Berry and colleagues analyzed data from 202 adults with type 2 diabetes (mean age, 57 years; 63% women) participating in the HART-D study. Within the cohort, 161 adults were randomly assigned to one of three supervised exercise groups — aerobic training, resistance training or combination training — and 41 adults assigned to a control group with no exercise for 9 months. Researchers measured peak absolute oxygen uptake and metabolic profiles from baseline to follow-up.
Fitness responders and nonresponders showed significant improvements in HbA1c (–0.26% for both groups), waist circumference (–2.6 cm for responders; –1.8 cm for nonresponders) and body fat (–1.07% for responders; –0.75% for nonresponders).
Researchers did not observe significant changes in metabolic parameters between the responders and nonresponders. Control group participants had no significant changes in any metabolic parameters, according to researchers.
“The prevalence of fitness nonresponse among [type 2 diabetes] patients observed in the current study is greater than that previously reported among healthy adults,” the researchers wrote. “This is particularly significant since the dose of exercise used in the current study was similar to that recommended by the National Institutes of Health.”
Berry noted that the results suggest that exercise-training programs for adults with diabetes should focus less on cardiorespiratory fitness and more on measureable metabolic parameters.
Future studies are needed, researchers said, to confirm how exercise training improves metabolic parameters among fitness nonresponders.

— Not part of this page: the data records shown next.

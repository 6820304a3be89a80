//! Per-operation execution statistics

use serde::{Deserialize, Serialize};
use std::collections::HashMap;

/// Running statistics for one operation name. Monotonic: values never
/// shrink, entries live for the whole profiling session.
#[derive(Debug, Clone, Copy, PartialEq, Eq, Serialize, Deserialize)]
pub struct KernelStat {
    pub total_ns: u64,
    pub min_ns: u64,
    pub max_ns: u64,
    pub call_count: u64,
}

/// Statistics keyed by operation display name, updated at retirement.
#[derive(Debug, Default)]
pub struct KernelStatMap {
    stats: HashMap<String, KernelStat>,
}

impl KernelStatMap {
    pub fn new() -> Self {
        Self::default()
    }

    /// Fold one completed call into the named operation's entry.
    pub fn record(&mut self, name: &str, duration_ns: u64) {
        match self.stats.get_mut(name) {
            Some(stat) => {
                stat.total_ns += duration_ns;
                stat.min_ns = stat.min_ns.min(duration_ns);
                stat.max_ns = stat.max_ns.max(duration_ns);
                stat.call_count += 1;
            }
            None => {
                self.stats.insert(
                    name.to_string(),
                    KernelStat {
                        total_ns: duration_ns,
                        min_ns: duration_ns,
                        max_ns: duration_ns,
                        call_count: 1,
                    },
                );
            }
        }
    }

    pub fn len(&self) -> usize {
        self.stats.len()
    }

    pub fn is_empty(&self) -> bool {
        self.stats.is_empty()
    }

    pub fn get(&self, name: &str) -> Option<&KernelStat> {
        self.stats.get(name)
    }

    /// Snapshot ranked by descending total time, ties broken by descending
    /// call count. This ordering is part of the reporting contract. The
    /// residual name tie-break only keeps the output deterministic.
    pub fn ranked(&self) -> Vec<(String, KernelStat)> {
        let mut entries: Vec<(String, KernelStat)> = self
            .stats
            .iter()
            .map(|(name, stat)| (name.clone(), *stat))
            .collect();
        entries.sort_by(|(a_name, a), (b_name, b)| {
            b.total_ns
                .cmp(&a.total_ns)
                .then(b.call_count.cmp(&a.call_count))
                .then(a_name.cmp(b_name))
        });
        entries
    }
}
//! GPU command interception and correlation core
//!
//! This crate turns intercepted driver calls into durable command/call
//! records, resolves asynchronous device completion into host-wall-clock
//! windows, and maintains per-operation statistics and per-sub-device
//! execution intervals. It is driven synchronously from whatever application
//! thread makes the intercepted call; there is no background thread.

pub mod clock;
pub mod collector;
pub mod command;
pub mod driver;
pub mod intercept;
pub mod interval;
pub mod registry;
pub mod stats;
pub mod topology;

pub use clock::{HostClock, MonotonicClock};
pub use collector::{CommandCollector, CompletionSink, TracerConfig};
pub use command::{CallRecord, CommandInfo, CommandRecord, SignalOwnership};
pub use driver::{ClockSample, DeviceTimestamps, DriverError, DriverOps};
pub use intercept::{AppendRequest, CallOutcome, PendingAppend, SubmitBatch};
pub use interval::{DeviceWindow, KernelInterval};
pub use registry::CommandListRecord;
pub use stats::{KernelStat, KernelStatMap};
pub use topology::DeviceTopology;
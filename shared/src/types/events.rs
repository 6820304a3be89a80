//! Event type definitions for trace data
//!
//! These types carry completed-operation timing out of the tracer core to
//! whatever reporting sink the embedding application registered.

use crate::types::handles::QueueHandle;
use serde::{Deserialize, Serialize};

/// Host timestamp in nanoseconds, relative to profiling start.
pub type TimestampNs = u64;

/// Monotonically increasing identifier of a committed command.
pub type CommandId = u64;

/// Notification payload for one retired call.
///
/// All four timestamps are host nanoseconds on the same timeline:
/// `append_ns <= submit_ns <= start_ns <= end_ns`.
#[derive(Debug, Clone, PartialEq, Serialize, Deserialize)]
pub struct CompletionEvent {
    /// Identifier of the command this call executed.
    pub command_id: CommandId,

    /// Sequence number of this call within its command (starting at 1).
    pub call_id: u64,

    /// Queue the call was submitted to.
    pub queue: QueueHandle,

    /// Display name of the operation.
    pub name: String,

    /// When the operation was appended to its command list.
    pub append_ns: TimestampNs,

    /// When the command list was submitted for execution.
    pub submit_ns: TimestampNs,

    /// When the device started executing the operation.
    pub start_ns: TimestampNs,

    /// When the device finished executing the operation.
    pub end_ns: TimestampNs,
}

impl CompletionEvent {
    /// Correlation id in `<command>.<call>` form, unique per retired call.
    pub fn correlation_id(&self) -> String {
        format!("{}.{}", self.command_id, self.call_id)
    }

    /// Device execution time of this call.
    pub fn duration_ns(&self) -> u64 {
        self.end_ns.saturating_sub(self.start_ns)
    }
}
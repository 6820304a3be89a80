//! Device topology map
//!
//! Enumerated once at collector construction and immutable afterward. The
//! map distinguishes implicit scaling (a root device transparently spanning
//! its sub-devices) from explicit scaling (the application submitting to
//! sub-device handles directly), which drives interval expansion at
//! retirement.

use crate::driver::DriverOps;
use gpuscope_shared::DeviceHandle;
use std::collections::BTreeMap;

/// Root device handle -> ordered sub-device handles (empty if none).
#[derive(Debug, Clone, Default)]
pub struct DeviceTopology {
    devices: BTreeMap<DeviceHandle, Vec<DeviceHandle>>,
}

impl DeviceTopology {
    /// Enumerate all root devices and their sub-devices.
    pub fn discover(driver: &dyn DriverOps) -> Self {
        let mut devices = BTreeMap::new();
        for device in driver.device_list() {
            let sub_devices = driver.sub_device_list(device);
            let previous = devices.insert(device, sub_devices);
            assert!(previous.is_none(), "device enumerated twice: {device:?}");
        }
        Self { devices }
    }

    /// Number of known root devices.
    pub fn len(&self) -> usize {
        self.devices.len()
    }

    pub fn is_empty(&self) -> bool {
        self.devices.is_empty()
    }

    /// Sub-device list of a root device, or `None` if `device` is not a
    /// root device (it may still be a sub-device of one).
    pub fn sub_devices(&self, device: DeviceHandle) -> Option<&[DeviceHandle]> {
        self.devices.get(&device).map(Vec::as_slice)
    }

    /// Locate a sub-device handle: the root device owning it and its index
    /// within that root's sub-device list.
    pub fn locate_sub_device(&self, handle: DeviceHandle) -> Option<(DeviceHandle, u32)> {
        for (root, sub_devices) in &self.devices {
            if let Some(index) = sub_devices.iter().position(|&sub| sub == handle) {
                return Some((*root, index as u32));
            }
        }
        None
    }

    /// Number of separately observable tiles of a root device (at least 1).
    pub fn sub_device_count(&self, device: DeviceHandle) -> u32 {
        match self.devices.get(&device) {
            Some(sub_devices) if !sub_devices.is_empty() => sub_devices.len() as u32,
            _ => 1,
        }
    }
}
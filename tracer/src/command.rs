//! Command and call records
//!
//! A `CommandRecord` is the durable identity of one accepted device
//! operation; a `CallRecord` is one submission instance of it, pending until
//! completion is observed.

use gpuscope_shared::{CommandId, CommandListHandle, DeviceHandle, QueueHandle, SignalHandle};
use serde::{Deserialize, Serialize};

/// Shape metadata of an appended operation.
///
/// Kernel launches carry a SIMD width and group geometry; transfers carry a
/// byte count. Zero means "not applicable" for all of them.
#[derive(Debug, Clone, Default, PartialEq, Eq, Serialize, Deserialize)]
pub struct CommandInfo {
    pub name: String,
    pub simd_width: u32,
    pub bytes_transferred: u64,
    pub group_count: [u32; 3],
    pub group_size: [u32; 3],
}

impl CommandInfo {
    /// Metadata for a kernel launch.
    pub fn kernel(name: &str, simd_width: u32, group_count: [u32; 3], group_size: [u32; 3]) -> Self {
        Self {
            name: name.to_string(),
            simd_width,
            bytes_transferred: 0,
            group_count,
            group_size,
        }
    }

    /// Metadata for a transfer, fill or barrier named after its entry point.
    pub fn transfer(name: &str, bytes_transferred: u64) -> Self {
        Self {
            name: name.to_string(),
            bytes_transferred,
            ..Self::default()
        }
    }

    /// Display name used for statistics and intervals.
    ///
    /// With `verbose` set, kernel launches are decorated with their SIMD
    /// width and group geometry, transfers with their byte count.
    pub fn display_name(&self, verbose: bool) -> String {
        if !verbose {
            return self.name.clone();
        }
        if self.simd_width > 0 {
            format!(
                "{}[SIMD{} {{{}; {}; {}}} {{{}; {}; {}}}]",
                self.name,
                self.simd_width,
                self.group_count[0],
                self.group_count[1],
                self.group_count[2],
                self.group_size[0],
                self.group_size[1],
                self.group_size[2],
            )
        } else if self.bytes_transferred > 0 {
            format!("{}[{} bytes]", self.name, self.bytes_transferred)
        } else {
            self.name.clone()
        }
    }
}

/// Who is responsible for destroying a command's completion signal.
#[derive(Debug, Clone, Copy, PartialEq, Eq)]
pub enum SignalOwnership {
    /// The tracer created the signal and must destroy it when the command
    /// is released.
    Owned,
    /// The application supplied the signal; the tracer never destroys it.
    Borrowed,
}

/// Durable record of one accepted device operation.
#[derive(Debug)]
pub struct CommandRecord {
    pub info: CommandInfo,
    pub signal: SignalHandle,
    pub ownership: SignalOwnership,
    pub list: CommandListHandle,
    pub device: DeviceHandle,
    /// Assigned at commit time, starting from 1. Zero while the command is
    /// still a candidate between the enter and exit phases of an append.
    pub id: CommandId,
    pub append_ns: u64,
    /// Device timer frequency captured at append time.
    pub timer_frequency: u64,
    /// Number of calls created from this command so far.
    pub call_count: u64,
}

/// One submission instance of a command.
///
/// The submission timestamps are shared by every command submitted in the
/// same batch; `call_id` is the command's call counter at submission.
#[derive(Debug)]
pub struct CallRecord {
    pub command_id: CommandId,
    pub queue: QueueHandle,
    /// Host timestamp at submission.
    pub submit_ns: u64,
    /// Masked device timer value at submission.
    pub device_submit_ticks: u64,
    pub call_id: u64,
}
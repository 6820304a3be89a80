//! Counter sampler seam
//!
//! The raw hardware counter sampler is an external collaborator; the
//! aggregator only needs its report geometry and a re-readable stream of
//! report rows per sub-device.

use gpuscope_shared::{MetricKind, TypedValue};
use thiserror::Error;

/// Errors from a sampler whose advertised layout breaks the aggregation
/// contract.
#[derive(Debug, Error)]
pub enum MetricError {
    #[error("sampler reports no columns for sub-device {0}")]
    EmptyLayout(u32),

    #[error("column lists do not match report width (names {names}, kinds {kinds}, width {width})")]
    LayoutMismatch {
        names: usize,
        kinds: usize,
        width: usize,
    },

    #[error("designated column {0:?} missing from report layout")]
    MissingColumn(&'static str),
}

/// The sampler surface the aggregator consumes.
///
/// Reports for one sub-device arrive as variable-size chunks of fixed-width
/// rows; the stream is finite and restartable from the beginning.
pub trait MetricSampler: Send + Sync {
    /// Number of sub-devices the sampler collects for.
    fn sub_device_count(&self) -> u32;

    /// Columns per report row of a sub-device.
    fn report_width(&self, sub_device: u32) -> usize;

    /// Ordered column names of a sub-device's report.
    fn column_names(&self, sub_device: u32) -> Vec<String>;

    /// Ordered column kinds, parallel to [`MetricSampler::column_names`].
    fn column_kinds(&self, sub_device: u32) -> Vec<MetricKind>;

    /// Rewind the report reader to the first chunk.
    fn reset_reader(&self);

    /// Next chunk of report rows, flattened row-major. Empty when the
    /// sequence is exhausted.
    fn next_chunk(&self, sub_device: u32) -> Vec<TypedValue>;
}
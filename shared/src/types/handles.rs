//! Opaque driver handle types
//!
//! The tracer never dereferences driver objects; it only keys bookkeeping
//! tables by their handles. Each handle is an opaque 64-bit value supplied by
//! the driver shim, wrapped in its own newtype so the different object kinds
//! cannot be mixed up at a call site.

use serde::{Deserialize, Serialize};

macro_rules! handle_type {
    ($(#[$doc:meta])* $name:ident) => {
        $(#[$doc])*
        #[derive(
            Debug, Clone, Copy, PartialEq, Eq, PartialOrd, Ord, Hash, Serialize, Deserialize,
        )]
        pub struct $name(pub u64);

        impl $name {
            /// Wrap a raw driver handle value.
            pub const fn new(raw: u64) -> Self {
                Self(raw)
            }

            /// The raw handle value.
            pub const fn raw(self) -> u64 {
                self.0
            }
        }
    };
}

handle_type!(
    /// A physical device or one of its sub-devices.
    DeviceHandle
);
handle_type!(
    /// A driver context owning command lists and signals.
    ContextHandle
);
handle_type!(
    /// A command list (batched or immediate).
    CommandListHandle
);
handle_type!(
    /// A command queue accepting command-list submissions.
    QueueHandle
);
handle_type!(
    /// A completion signal attached to a submitted operation.
    SignalHandle
);
handle_type!(
    /// A compiled kernel object.
    KernelHandle
);
handle_type!(
    /// An image object.
    ImageHandle
);

impl CommandListHandle {
    /// An immediate command list submits directly to the device and doubles
    /// as the queue identity for the calls it produces.
    pub const fn as_queue(self) -> QueueHandle {
        QueueHandle(self.0)
    }
}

“This finding suggest that our definition of ‘nonresponder’ is too narrow,” Berry said. “We need to broaden our understanding of what it means to respond to exercise training.” – by Regina Schaffer
Disclosure: Berry reports no relevant financial disclosures. One of the other researchers reports honoraria from and a consulting role with AstraZeneca, Boehringer Ingelheim, Bristol-Myers Squibb, Cubist, Eisai, Eli Lilly, GlaxoSmithKline, Janssen, Lexicon, Merck, Novo Nordisk, Orexigen, Regeneron, Takeda Pharmaceuticals and The Medicines Company.